The code is as follows :-
import java.util.Scanner;
class Search_i_String
{
public static void main(String args[])
{
int flag=0;
Scanner Prakhar=new Scanner(System.in);
System.out.println("Enter a String");
String ori=Prakhar.nextLine();
System.out.println("Enter the String to be Searched");
String x=Prakhar.nextLine();
char a[]=new char[ori.length()];
char b[]=new char[x.length()];
for(int i=0;i<ori.length();i++)
{
a[i]=ori.charAt(i);
}
for(int i=0;i<x.length();i++)
{
b[i]=x.charAt(i);
}
for(int i=0;i<a.length;i++)
{
if (a[i]==b[0])
{
for(int j=0;j<b.length;j++)
{
while(flag==0)
{
if(b[j]==a[i])
{
flag=0;
}
else if(b[j] != a[i])
{
flag=1;
}
i++;
}
}
}
}
if (flag==0)
{
System.out.println("Word Found !!!");
}
else
System.out.println("Word not Found");
}
}
P.S. : I know I can use the contains() function but I can as my professor suggests against it and could someone please correct the program I have written, because I could have scavenged off a program from the internet too if I had to, I just wanted to use my own logic
Thank You(again)
while(flag==0)
{
if(b[j]==a[i])
{
flag=0;
}
else if(b[j] != a[i])
{
flag=1;
}
i++;
j++; //add this and try once
}
If you are comparing strings in Java, you have to use equals();
So, stringA.equals(stringB);
Cheers!
Let me get this straight. You're looking for b array inside of a array? "Enter the string to be searched" means that you are searching the other way around, but I'll go with the logic your code seems to follow... Here's a naive way to do it:
if (a[i]==b[0])
{
flag = 0;
for(int j=0;j<b.length;j++)
{
if(b[j] != a[i+j]) // will array index out of bounds when its not foud
{
flag++; // you should probably break out of a named loop here
}
}
if(flag == 0){/*win*/}
}
You're modifying your first search loop with variable i when you don't have to. You can just add i to j. Also, you don't need the while loop inside if i'm understanding your problem. Like others have said, functions exist to do this already. This algorithm isn't even as efficient as it could be.

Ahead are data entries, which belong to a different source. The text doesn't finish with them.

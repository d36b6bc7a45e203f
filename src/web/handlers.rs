//! # Handlers HTTP — Os Endpoints da Aplicação
//!
//! Cada função pública neste módulo é um handler Axum, mapeado a uma
//! rota em [`super::create_router()`]. Os handlers seguem o padrão
//! **HTMX fragment** — retornam fragmentos HTML que o HTMX injeta no DOM.
//!
//! | Handler | Método | Retorno | Uso |
//! |---------|--------|---------|-----|
//! | `index` | GET | HTML completo | Página do chat + nova sessão |
//! | `chat` | POST | HTMX fragment | Turno User + Bot |
//! | `history` | GET | HTMX fragment | Transcrição da sessão |
//! | `reset_session` | POST | HTMX fragment | Encerra a sessão |
//! | `threshold_control` | GET | HTMX fragment | Slider da sessão |
//! | `set_threshold` | POST | HTMX fragment | Ajusta o threshold da sessão |
//! | `status` | GET | JSON | Forma do catálogo + faixa do threshold |

use std::time::Instant;

use axum::extract::{Query, State};
use axum::response::Html;
use axum::{Form, Json};
use maud::html;
use serde::{Deserialize, Serialize};
use uuid::Uuid;

use super::state::AppState;
use super::templates;
use crate::core::{ChatTurn, Speaker};

/// Resposta do endpoint `/status`.
#[derive(Serialize)]
pub struct StatusResponse {
    pub intents: usize,
    pub patterns: usize,
    pub dimension: usize,
    /// Threshold inicial de cada sessão nova.
    pub default_threshold: f32,
    pub min_threshold: f32,
    pub max_threshold: f32,
    pub sessions: usize,
}

/// Campos do formulário de chat.
#[derive(Deserialize)]
pub struct ChatForm {
    /// Sessão dona do histórico (campo hidden da página).
    pub session: Uuid,
    /// Texto digitado pelo usuário.
    pub message: String,
}

#[derive(Deserialize)]
pub struct SessionParams {
    pub session: Uuid,
}

#[derive(Deserialize)]
pub struct ThresholdForm {
    /// Sessão dona do slider (campo hidden do próprio formulário).
    pub session: Uuid,
    pub threshold: f32,
}

/// Converte Maud Markup em resposta Html<String> do Axum.
fn markup_to_html(m: maud::Markup) -> Html<String> {
    Html(m.into_string())
}

/// GET `/` — Página do chat. Cada carregamento abre uma sessão nova.
pub async fn index(State(state): State<AppState>) -> Html<String> {
    let session = state.sessions.lock().create();
    tracing::debug!(%session, "Session started");
    markup_to_html(templates::full_page(
        session,
        state.threshold(session),
        &state.bounds,
        state.chatbot.catalog(),
    ))
}

/// POST `/chat` — Processa um turno e retorna o fragmento User + Bot.
///
/// ```text
/// 1. Ignora mensagens vazias
/// 2. chatbot.reply() em spawn_blocking (forward pass é CPU-bound)
/// 3. Anexa os dois turnos ao histórico da sessão
/// 4. Renderiza mensagens + linha de métricas
/// ```
///
/// Falha do encoder vira uma mensagem de erro no chat; a sessão continua.
pub async fn chat(State(state): State<AppState>, Form(form): Form<ChatForm>) -> Html<String> {
    let user_text = form.message.trim().to_string();
    if user_text.is_empty() {
        return markup_to_html(html! {});
    }

    let threshold = state.threshold(form.session);
    let chatbot = state.chatbot.clone();
    let input = user_text.clone();

    let t0 = Instant::now();
    let result = tokio::task::spawn_blocking(move || chatbot.reply(&input, threshold))
        .await
        .map_err(anyhow::Error::from)
        .and_then(|r| r);
    let elapsed_ms = t0.elapsed().as_millis() as u64;

    let user_turn = ChatTurn {
        speaker: Speaker::User,
        text: user_text,
    };

    match result {
        Ok(reply) => {
            let bot_turn = ChatTurn {
                speaker: Speaker::Bot,
                text: reply.text,
            };
            {
                let mut sessions = state.sessions.lock();
                let history = sessions.history_mut(form.session);
                history.push(user_turn.speaker, user_turn.text.clone());
                history.push(bot_turn.speaker, bot_turn.text.clone());
                tracing::debug!(
                    session = %form.session,
                    matched = reply.decision.is_matched(),
                    turns = history.len(),
                    elapsed_ms,
                    "Turn completed"
                );
            }

            let metrics_line = crate::metrics::collect_metrics()
                .summary_line(elapsed_ms, Some(reply.decision.score()));
            markup_to_html(html! {
                (templates::turn_message(&user_turn))
                (templates::turn_message(&bot_turn))
                (templates::metrics_line(&metrics_line))
            })
        }
        Err(e) => {
            tracing::error!(error = %e, session = %form.session, "Turn failed");
            state
                .sessions
                .lock()
                .history_mut(form.session)
                .push(user_turn.speaker, user_turn.text.clone());
            markup_to_html(html! {
                (templates::turn_message(&user_turn))
                (templates::error_message(&format!("Error: {}", e)))
            })
        }
    }
}

/// GET `/history?session=` — Re-renderiza a transcrição da sessão.
pub async fn history(
    State(state): State<AppState>,
    Query(params): Query<SessionParams>,
) -> Html<String> {
    let sessions = state.sessions.lock();
    match sessions.history(params.session) {
        Some(history) if !history.is_empty() => {
            markup_to_html(templates::transcript(history.turns()))
        }
        _ => markup_to_html(templates::system_message("No messages yet.")),
    }
}

/// POST `/session/reset` — Encerra a sessão e descarta o histórico.
pub async fn reset_session(
    State(state): State<AppState>,
    Form(params): Form<SessionParams>,
) -> Html<String> {
    let existed = state.sessions.lock().end(params.session);
    tracing::info!(session = %params.session, existed, "Session cleared by user");
    markup_to_html(templates::system_message("Conversation cleared."))
}

/// GET `/settings/threshold?session=` — Slider com o valor da sessão.
pub async fn threshold_control(
    State(state): State<AppState>,
    Query(params): Query<SessionParams>,
) -> Html<String> {
    markup_to_html(templates::threshold_control(
        params.session,
        state.threshold(params.session),
        &state.bounds,
    ))
}

/// POST `/settings/threshold` — Ajusta o threshold da sessão (restrito à faixa).
///
/// As demais sessões mantêm os próprios valores.
pub async fn set_threshold(
    State(state): State<AppState>,
    Form(form): Form<ThresholdForm>,
) -> Html<String> {
    let value = state.set_threshold(form.session, form.threshold);
    tracing::info!(
        session = %form.session,
        requested = form.threshold,
        threshold = value,
        "Similarity threshold updated"
    );
    markup_to_html(templates::threshold_control(form.session, value, &state.bounds))
}

/// GET `/status` — Forma do catálogo e faixa do threshold em JSON.
pub async fn status(State(state): State<AppState>) -> Json<StatusResponse> {
    let table = state.chatbot.table();
    Json(StatusResponse {
        intents: state.chatbot.catalog().len(),
        patterns: table.len(),
        dimension: table.dimension(),
        default_threshold: state.bounds.default,
        min_threshold: state.bounds.min,
        max_threshold: state.bounds.max,
        sessions: state.sessions.lock().len(),
    })
}

// ─── Extensões de Speaker para HTML ──────────────────────────────

impl Speaker {
    /// Classe CSS da mensagem no frontend.
    pub fn css_class(&self) -> &'static str {
        match self {
            Speaker::User => "user-message",
            Speaker::Bot => "bot-message",
        }
    }

    /// Label exibida acima da mensagem.
    pub fn label(&self) -> &'static str {
        match self {
            Speaker::User => "You",
            Speaker::Bot => "Bot",
        }
    }
}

I know of an algorithm where you check starting in the last character in b instead of the first character in b to begin with. Then you can use that information to move your search along faster. Without resorting to full pseudo code, anyone know what that's called?

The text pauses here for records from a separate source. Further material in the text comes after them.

//! # Embedder MiniLM — Gerador de Representações Vetoriais
//!
//! O [`Embedder`] encapsula um sentence-transformer pré-treinado e
//! congelado — por padrão `sentence-transformers/all-MiniLM-L6-v2`
//! (BERT de 6 camadas, 384 dimensões).
//!
//! ## Pipeline de Embedding
//!
//! ```text
//! Texto → Tokenizer → Token IDs → BERT Forward Pass → Mean Pooling → L2 Normalize
//!                                                          ↓
//!                                                    Vec<f32> (384-dim)
//! ```
//!
//! ## Carregamento do Modelo
//!
//! Os arquivos são baixados do HuggingFace Hub na primeira execução e
//! cacheados em `~/.cache/huggingface/` — execuções seguintes não tocam
//! a rede. O carregamento segue uma estratégia de fallback:
//!
//! | Componente | Preferido | Fallback |
//! |-----------|-----------|----------|
//! | Tokenizer | `tokenizer.json` | `vocab.txt` (WordPiece) |
//! | Pesos | `model.safetensors` | `pytorch_model.bin` |
//! | Device | CPU | — |
//!
//! Falha no carregamento é fatal para a inicialização: não existe modo
//! degradado sem modelo.

use anyhow::{Context, Result};
use candle_core::{DType, Device, Tensor};
use candle_nn::VarBuilder;
use candle_transformers::models::bert;
use hf_hub::api::sync::{Api, ApiRepo};
use serde::Deserialize;
use tokenizers::{Encoding, Tokenizer, TruncationParams};

use super::Encoder;

/// Comprimento máximo de entrada em tokens quando o repositório não publica
/// `sentence_bert_config.json` (o `max_seq_length` do all-MiniLM-L6-v2).
const DEFAULT_MAX_TOKENS: usize = 256;

/// Trecho relevante de `sentence_bert_config.json`.
#[derive(Deserialize)]
struct SentenceBertConfig {
    max_seq_length: usize,
}

/// `max_seq_length` de um `sentence_bert_config.json`; `None` se ausente ou inválido.
fn parse_max_seq_length(json: &str) -> Option<usize> {
    serde_json::from_str::<SentenceBertConfig>(json)
        .ok()
        .map(|c| c.max_seq_length)
        .filter(|&n| n > 0)
}

/// Embedder sentence-transformer — gera embeddings normalizados.
///
/// Após [`Embedder::load()`] é imutável: `encode` recebe `&self` e pode ser
/// chamado de qualquer thread.
pub struct Embedder {
    /// Modelo BERT carregado — Candle `BertModel`.
    model: bert::BertModel,
    /// Tokenizer WordPiece.
    tokenizer: Tokenizer,
    /// Device de execução (CPU).
    device: Device,
}

impl Embedder {
    /// Carrega o modelo `repo_id` do HuggingFace Hub.
    ///
    /// Operação pesada (download na primeira vez, mmap dos pesos) — é
    /// chamada dentro de `spawn_blocking` no `main.rs`.
    ///
    /// # Erros
    ///
    /// Retorna erro se:
    /// - Não conseguir acessar o HuggingFace Hub e o cache estiver vazio
    /// - Os arquivos do modelo estiverem corrompidos
    pub fn load(repo_id: &str) -> Result<Self> {
        let device = Device::Cpu;

        tracing::info!(model = repo_id, "Loading embedding model from HuggingFace Hub...");
        let api = Api::new().context("Failed to create HF Hub API")?;
        let repo = api.model(repo_id.to_string());

        let config_path = repo
            .get("config.json")
            .context("Failed to download config.json")?;
        let config: bert::Config = serde_json::from_str(&std::fs::read_to_string(&config_path)?)
            .context("Failed to parse model config")?;

        let tokenizer = Self::fetch_tokenizer(&repo)?;
        let vb = Self::fetch_weights(&repo, &device)?;
        let model = bert::BertModel::load(vb, &config).context("Failed to load BERT model")?;

        tracing::info!(
            model = repo_id,
            dimension = config.hidden_size,
            "Embedding model loaded on {:?}",
            device
        );
        Ok(Self {
            model,
            tokenizer,
            device,
        })
    }

    /// `tokenizer.json` quando publicado, senão WordPiece a partir de `vocab.txt`.
    ///
    /// Padding desligado (feito em [`Embedder::forward`]) e truncamento no
    /// `max_seq_length` do modelo.
    fn fetch_tokenizer(repo: &ApiRepo) -> Result<Tokenizer> {
        let mut tokenizer = match repo.get("tokenizer.json") {
            Ok(path) => Tokenizer::from_file(&path).map_err(|e| anyhow::anyhow!("{}", e))?,
            Err(_) => {
                tracing::info!("tokenizer.json not available, building WordPiece from vocab.txt...");
                let vocab_path = repo
                    .get("vocab.txt")
                    .context("Failed to download vocab.txt")?;
                Self::build_bert_tokenizer(
                    vocab_path
                        .to_str()
                        .context("Invalid vocab.txt path encoding")?,
                )?
            }
        };
        let max_tokens = Self::fetch_max_tokens(repo);
        tracing::info!(max_tokens, "Tokenizer ready");
        tokenizer.with_padding(None);
        tokenizer
            .with_truncation(Some(TruncationParams {
                max_length: max_tokens,
                ..Default::default()
            }))
            .map_err(|e| anyhow::anyhow!("{}", e))?;
        Ok(tokenizer)
    }

    /// `max_seq_length` de `sentence_bert_config.json`, ou [`DEFAULT_MAX_TOKENS`].
    fn fetch_max_tokens(repo: &ApiRepo) -> usize {
        repo.get("sentence_bert_config.json")
            .ok()
            .and_then(|path| std::fs::read_to_string(path).ok())
            .and_then(|json| parse_max_seq_length(&json))
            .unwrap_or(DEFAULT_MAX_TOKENS)
    }

    /// Pesos via mmap de `model.safetensors`; `pytorch_model.bin` se ausente.
    fn fetch_weights(repo: &ApiRepo, device: &Device) -> Result<VarBuilder<'static>> {
        match repo.get("model.safetensors") {
            Ok(path) => {
                // SAFETY: o arquivo do cache do Hub não é alterado enquanto mapeado
                let vb = unsafe { VarBuilder::from_mmaped_safetensors(&[path], DType::F32, device) }
                    .context("Failed to load safetensors weights")?;
                Ok(vb)
            }
            Err(_) => {
                tracing::info!("model.safetensors not available, falling back to pytorch_model.bin...");
                let path = repo
                    .get("pytorch_model.bin")
                    .context("Failed to download pytorch_model.bin")?;
                VarBuilder::from_pth(&path, DType::F32, device)
                    .context("Failed to load pytorch weights")
            }
        }
    }

    /// Constrói um tokenizer WordPiece BERT a partir de `vocab.txt`.
    ///
    /// MiniLM é *uncased*, então o normalizer aplica lowercase.
    fn build_bert_tokenizer(vocab_path: &str) -> Result<Tokenizer> {
        use tokenizers::models::wordpiece::WordPiece;
        use tokenizers::normalizers::BertNormalizer;
        use tokenizers::pre_tokenizers::bert::BertPreTokenizer;
        use tokenizers::processors::bert::BertProcessing;

        let wordpiece = WordPiece::from_file(vocab_path)
            .unk_token("[UNK]".to_string())
            .build()
            .map_err(|e| anyhow::anyhow!("{}", e))?;

        let mut tokenizer = Tokenizer::new(wordpiece);
        tokenizer.with_normalizer(Some(BertNormalizer::new(true, true, None, true)));
        tokenizer.with_pre_tokenizer(Some(BertPreTokenizer));
        tokenizer.with_post_processor(Some(BertProcessing::new(
            ("[SEP]".to_string(), 102),
            ("[CLS]".to_string(), 101),
        )));

        Ok(tokenizer)
    }

    fn tokenize(&self, text: &str) -> Result<Encoding> {
        self.tokenizer
            .encode(text, true)
            .map_err(|e| anyhow::anyhow!("Tokenizer error: {}", e))
    }

    /// Forward pass de um batch de encodings, com padding até o maior.
    ///
    /// Tokens de padding têm id 0 e mask 0, então não entram no pooling:
    /// o vetor de um texto não depende dos outros textos do batch.
    fn forward(&self, encodings: &[Encoding]) -> Result<Vec<Vec<f32>>> {
        let batch_size = encodings.len();
        let max_len = encodings.iter().map(|e| e.get_ids().len()).max().unwrap_or(0);

        let mut ids = vec![0u32; batch_size * max_len];
        let mut mask = vec![0u32; batch_size * max_len];
        for (row, enc) in encodings.iter().enumerate() {
            let offset = row * max_len;
            let len = enc.get_ids().len();
            ids[offset..offset + len].copy_from_slice(enc.get_ids());
            mask[offset..offset + len].copy_from_slice(enc.get_attention_mask());
        }

        let shape = (batch_size, max_len);
        let input_ids = Tensor::from_vec(ids, shape, &self.device)?;
        // Single segment: token type 0 em todas as posições
        let token_type_ids = Tensor::zeros(shape, DType::U32, &self.device)?;
        let attention_mask = Tensor::from_vec(mask, shape, &self.device)?;

        let output = self
            .model
            .forward(&input_ids, &token_type_ids, Some(&attention_mask))?;
        let normalized = Self::pool_and_normalize(output, &attention_mask)?;
        Ok(normalized.to_vec2()?)
    }

    /// Mean pooling ponderado pelo attention mask + normalização L2.
    ///
    /// `output` é `[batch, seq_len, hidden]`, `attention_mask` é `[batch, seq_len]`.
    /// Retorna `[batch, hidden]` com `‖v‖ = 1` por linha.
    fn pool_and_normalize(output: Tensor, attention_mask: &Tensor) -> Result<Tensor> {
        let weights = attention_mask
            .unsqueeze(2)?
            .to_dtype(DType::F32)?
            .broadcast_as(output.shape())?;

        let token_count = weights.sum(1)?.clamp(1e-9, f64::MAX)?;
        let pooled = ((output * &weights)?.sum(1)? / token_count)?;

        let norm = pooled.sqr()?.sum_keepdim(1)?.sqrt()?.clamp(1e-12, f64::MAX)?;
        Ok(pooled.broadcast_div(&norm)?)
    }
}

impl Encoder for Embedder {
    fn encode(&self, text: &str) -> Result<Vec<f32>> {
        let encoding = self.tokenize(text)?;
        self.forward(std::slice::from_ref(&encoding))?
            .pop()
            .context("Empty model output")
    }

    /// Todos os textos em uma única forward pass.
    fn encode_batch(&self, texts: &[String]) -> Result<Vec<Vec<f32>>> {
        if texts.is_empty() {
            return Ok(Vec::new());
        }
        let encodings = texts
            .iter()
            .map(|t| self.tokenize(t))
            .collect::<Result<Vec<_>>>()?;
        self.forward(&encodings)
    }
}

The simple way(but not the fastest way) is use double loop to check the chars in strings one by one, pls ref to my code and comments:
public class SearchString {
public static void main(String[] args) {
String a = "1234567890";
String b = "456";
// Use toCharArray() instead of loop to get chars.
search(a.toCharArray(), b.toCharArray());
}
public static void search(char[] a, char[] b) {
if (a == null || b == null || a.length == 0 || b.length == 0) {
System.out.println("Error: Empty Input!");
return;
}
int lenA = a.length, lenB = b.length;
if (lenA < lenB) {
System.out
.println("Error: search key word is larger than source string!");
return;
}
// Begin to use double loop to search key word in source string
for (int i = 0; i < lenA; i++) {
if (lenA - i < lenB) { // If the remaining source string is shorter than key word.
// Means the key word is impossible to be found.
System.out.println("Not found!");
return;
}
// Check the char one by one.
for (int j = 0; j < lenB; j++) {
if (a[i + j] == b[j]) {
if (j == lenB - 1) { // If this char is the last one of key word, means it's found!
System.out.println("Found!");
return;
}
} else {
// If any char mismatch, then right shift 1 char in the source string and restart the search
break;
}
}
}
}
}
You can just use String.contains();
If you really want to implement a method, try this one:
public static void main(String[] args) {
// Initialize values searchedWord and original by user
String original = [get original word from user] ;
String searchedWord = [get searched for word from user];
boolean containsWord = false;
int comparePosition = 0;
for(int i = 0; i < original.length() - searchedWord.length(); i++) {
if(original.charAt(i) == searchedWord.charAt(comparePosition)) {
comparePosition += 1;
} else {
comparePosition = 0;
}
if(comparePosition == searchedWord.length()) {
containsWord = true;
break;
}
}
return containsWord? "Word found!!" : "Word not found.";
}
Hi I need to fix this code to delete characters that repeat immediately in the string. For example: If I type aaabbbcccdeeff, it has to return abcdef at the end. However on the computer in class it returns something of a, "out of range (number)", the number being dependent on how many characters I used. On my mac however it just returns a number like 3 as an output and gives no error message. I am on Eclipse.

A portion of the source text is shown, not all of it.